Consistent Hashing
Scaling horizontally requires adding more server nodes as demand increases. We use load balancing to distribute the API request among servers.
For Horizontally scaling the data we use the term sharding. If a database is partitioned into 5 shards each shard will have a subset of the total data.
Distributing data between shards requires making sure they are evenly loaded and knowing which shard owns a particular key (user). The simplest solution for this is to take the hash modulo of the number of servers.
Server = hash(Key) mod N where N is the number of servers.
Let's say we got three servers and we need to distribute load among these servers based on a user key identifier.
It is a stateless approach. Maps between User keys and Servers do not require any special storage. So far so good. What if due to increased load we added an additional node ? Using the same hash function, we get the same result but applying the modulo operation we get different results than before, since the number is increased by one. Now the modulo operation is based on 4 instead of 3.
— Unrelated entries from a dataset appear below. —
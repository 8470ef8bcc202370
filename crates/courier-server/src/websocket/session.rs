//! One WebSocket session, from upgrade to disconnect.

use std::sync::Arc;
use std::time::Duration;

use axum::body::Bytes;
use axum::extract::ws::{CloseFrame, Message, WebSocket, close_code};
use courier_core::ConnectionId;
use courier_core::protocol::{EVENT_CONNECTED, InboundMessage, connected_payload};
use futures::{SinkExt, StreamExt};
use metrics::{counter, gauge, histogram};
use tokio::sync::mpsc;
use tracing::{Instrument, debug, info, instrument, warn};

use super::connection::ClientConnection;
use super::heartbeat::{HeartbeatResult, run_heartbeat};
use super::manager::ConnectionManager;
use crate::relay::RelayEvent;
use crate::shutdown::ShutdownCoordinator;

/// How long the writer gets to flush a close frame.
const WRITER_FLUSH_TIMEOUT: Duration = Duration::from_secs(1);

/// Everything a session needs from the server, cloned per connection.
#[derive(Clone)]
pub struct SessionContext {
    /// Live connection table.
    pub connections: Arc<ConnectionManager>,
    /// Inbound side of the dispatcher.
    pub events: mpsc::Sender<RelayEvent>,
    /// Server-wide shutdown.
    pub shutdown: Arc<ShutdownCoordinator>,
    /// Outbound queue depth.
    pub send_queue_capacity: usize,
    /// Ping interval.
    pub heartbeat_interval: Duration,
    /// Silence tolerated before closing.
    pub heartbeat_timeout: Duration,
}

/// Why a session ended.
#[derive(Debug, Clone, Copy, PartialEq, Eq)]
enum CloseReason {
    ClientClose,
    TransportClosed,
    HeartbeatTimeout,
    Shutdown,
}

impl CloseReason {
    /// Map a finished heartbeat to the reason the session ends.
    fn from_heartbeat(result: HeartbeatResult) -> Self {
        match result {
            HeartbeatResult::TimedOut => Self::HeartbeatTimeout,
            HeartbeatResult::Cancelled => Self::Shutdown,
        }
    }

    fn as_str(self) -> &'static str {
        match self {
            Self::ClientClose => "client_close",
            Self::TransportClosed => "transport_closed",
            Self::HeartbeatTimeout => "heartbeat_timeout",
            Self::Shutdown => "shutdown",
        }
    }
}

/// Drive a connected client until it goes away.
///
/// 1. Opens the connection and queues the `connected` greeting
/// 2. Forwards queued frames and periodic pings to the socket
/// 3. Turns inbound frames into relay events; malformed ones are dropped
/// 4. Closes on client close, socket error, heartbeat timeout, or shutdown
/// 5. Emits a disconnect event so presence is cleared
#[instrument(skip_all, fields(connection_id = %connection_id))]
pub async fn run_ws_session(ws: WebSocket, connection_id: ConnectionId, ctx: SessionContext) {
    let (mut ws_tx, mut ws_rx) = ws.split();

    let (send_tx, mut send_rx) = mpsc::channel::<String>(ctx.send_queue_capacity);
    let connection = Arc::new(ClientConnection::new(connection_id.clone(), send_tx));
    let _ = connection.open();
    ctx.connections.add(connection.clone());

    info!("client connected");
    counter!(crate::metrics::WS_CONNECTIONS_TOTAL).increment(1);
    gauge!(crate::metrics::WS_CONNECTIONS_ACTIVE).increment(1.0);

    if !connection.send_event(EVENT_CONNECTED, &connected_payload(&connection_id)) {
        warn!("failed to queue greeting");
    }

    let session_cancel = ctx.shutdown.child_token();

    let writer_cancel = session_cancel.clone();
    let ping_interval = ctx.heartbeat_interval;
    let mut writer = tokio::spawn(
        async move {
            let mut ping = tokio::time::interval(ping_interval);
            // Skip the immediate first tick
            let _ = ping.tick().await;

            loop {
                tokio::select! {
                    msg = send_rx.recv() => {
                        let Some(text) = msg else { break };
                        if ws_tx.send(Message::Text(text.into())).await.is_err() {
                            break;
                        }
                    }
                    _ = ping.tick() => {
                        if ws_tx.send(Message::Ping(Bytes::new())).await.is_err() {
                            break;
                        }
                    }
                    () = writer_cancel.cancelled() => {
                        let frame = CloseFrame {
                            code: close_code::AWAY,
                            reason: "connection closed".into(),
                        };
                        let _ = ws_tx.send(Message::Close(Some(frame))).await;
                        break;
                    }
                }
            }
        }
        .in_current_span(),
    );

    let heartbeat = run_heartbeat(
        connection.clone(),
        ctx.heartbeat_interval,
        ctx.heartbeat_timeout,
        session_cancel.clone(),
    );
    tokio::pin!(heartbeat);

    let reason = loop {
        tokio::select! {
            result = &mut heartbeat => {
                if result == HeartbeatResult::TimedOut {
                    warn!(
                        silent_for = ?connection.last_pong_elapsed(),
                        "client unresponsive, closing"
                    );
                    counter!(crate::metrics::WS_HEARTBEAT_TIMEOUTS_TOTAL).increment(1);
                }
                break CloseReason::from_heartbeat(result);
            }
            frame = ws_rx.next() => {
                let frame = match frame {
                    Some(Ok(frame)) => frame,
                    Some(Err(error)) => {
                        debug!(%error, "socket error");
                        break CloseReason::TransportClosed;
                    }
                    None => break CloseReason::TransportClosed,
                };
                connection.mark_alive();
                match frame {
                    Message::Text(text) => handle_text(text.as_str(), &connection_id, &ctx.events).await,
                    Message::Binary(data) => match std::str::from_utf8(&data) {
                        Ok(text) => handle_text(text, &connection_id, &ctx.events).await,
                        Err(_) => {
                            warn!(len = data.len(), "discarding non-UTF-8 binary frame");
                            counter!(crate::metrics::WS_MALFORMED_FRAMES_TOTAL, "kind" => "invalid_utf8")
                                .increment(1);
                        }
                    },
                    Message::Close(_) => break CloseReason::ClientClose,
                    Message::Ping(_) | Message::Pong(_) => {}
                }
            }
        }
    };

    // Closed before anything else so late events from this connection are discarded.
    let _ = connection.close();
    session_cancel.cancel();
    let _ = ctx.connections.remove(&connection_id);

    let disconnect = RelayEvent::Disconnect {
        connection: connection_id.clone(),
    };
    if ctx.events.send(disconnect).await.is_err() {
        debug!("dispatcher stopped, skipping disconnect event");
    }

    if tokio::time::timeout(WRITER_FLUSH_TIMEOUT, &mut writer)
        .await
        .is_err()
    {
        writer.abort();
    }

    info!(
        reason = reason.as_str(),
        age = ?connection.age(),
        dropped = connection.drop_count(),
        "client disconnected"
    );
    counter!(crate::metrics::WS_DISCONNECTIONS_TOTAL).increment(1);
    gauge!(crate::metrics::WS_CONNECTIONS_ACTIVE).decrement(1.0);
    histogram!(crate::metrics::WS_CONNECTION_DURATION_SECONDS)
        .record(connection.age().as_secs_f64());
}

/// Decode one frame and hand it to the dispatcher. Malformed frames are logged and dropped.
async fn handle_text(text: &str, connection_id: &ConnectionId, events: &mpsc::Sender<RelayEvent>) {
    let message = match InboundMessage::parse(text) {
        Ok(message) => message,
        Err(error) => {
            warn!(kind = error.kind(), %error, "discarding malformed frame");
            counter!(crate::metrics::WS_MALFORMED_FRAMES_TOTAL, "kind" => error.kind())
                .increment(1);
            return;
        }
    };

    debug!(event = message.event_name(), "inbound event");
    let event = RelayEvent::from_inbound(connection_id.clone(), message);
    if events.send(event).await.is_err() {
        debug!("dispatcher stopped, dropping event");
    }
}

#[cfg(test)]
mod tests {
    // Full sessions need a real socket; see tests/integration.rs.
    use super::*;

    #[test]
    fn close_reasons_have_distinct_labels() {
        let labels = [
            CloseReason::ClientClose,
            CloseReason::TransportClosed,
            CloseReason::HeartbeatTimeout,
            CloseReason::Shutdown,
        ]
        .map(CloseReason::as_str);
        let unique: std::collections::HashSet<_> = labels.iter().collect();
        assert_eq!(unique.len(), labels.len());
    }

    #[test]
    fn heartbeat_result_decides_close_reason() {
        assert_eq!(
            CloseReason::from_heartbeat(HeartbeatResult::TimedOut),
            CloseReason::HeartbeatTimeout
        );
        assert_eq!(
            CloseReason::from_heartbeat(HeartbeatResult::Cancelled),
            CloseReason::Shutdown
        );
    }

    #[tokio::test]
    async fn cancelled_session_is_not_a_timeout() {
        let (tx, _rx) = mpsc::channel(4);
        let connection = Arc::new(ClientConnection::new("c1".into(), tx));
        let cancel = tokio_util::sync::CancellationToken::new();
        cancel.cancel();
        let result = run_heartbeat(
            connection,
            Duration::from_secs(1),
            Duration::from_secs(1),
            cancel,
        )
        .await;
        assert_eq!(CloseReason::from_heartbeat(result), CloseReason::Shutdown);
    }

    #[tokio::test]
    async fn valid_frame_becomes_relay_event() {
        let (tx, mut rx) = mpsc::channel(4);
        handle_text(
            r#"{"event":"newUser","data":{"userId":"A"}}"#,
            &"c1".into(),
            &tx,
        )
        .await;
        assert_eq!(
            rx.recv().await.unwrap(),
            RelayEvent::Register {
                connection: "c1".into(),
                user: "A".into()
            }
        );
    }

    #[tokio::test]
    async fn malformed_frame_is_dropped() {
        let (tx, mut rx) = mpsc::channel(4);
        handle_text("{not json", &"c1".into(), &tx).await;
        handle_text(r#"{"event":"sendMessage","data":{}}"#, &"c1".into(), &tx).await;
        handle_text(r#"{"event":"typing","data":null}"#, &"c1".into(), &tx).await;
        assert!(rx.try_recv().is_err());
    }

    #[tokio::test]
    async fn closed_dispatcher_is_not_fatal() {
        let (tx, rx) = mpsc::channel(4);
        drop(rx);
        handle_text(r#"{"event":"newUser","data":"A"}"#, &"c1".into(), &tx).await;
    }
}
Now nearly all keys from all nodes need to be remapped. This will cause additional load in the origin.This is known as rehashing problem.
Consistent hashing
Consistent Hashing is a distributed hashing scheme that operates independently of the number of servers.
Imagine an array with 12 partitions.
We get a ring when we connect both ends.
Start by placing some servers evenly distributed around the ring.
Now we need to find an index for User Keys in the ring.
Using hash modulo F = “hash(Key) mod R where R number of partitions in the ring”
Consider three users with keys User1, User2 and User3 and their hash modulos are 1, 5 and 8.
Position the users on the ring.
To determine which server the user maps to, simply go clockwise till we find a server.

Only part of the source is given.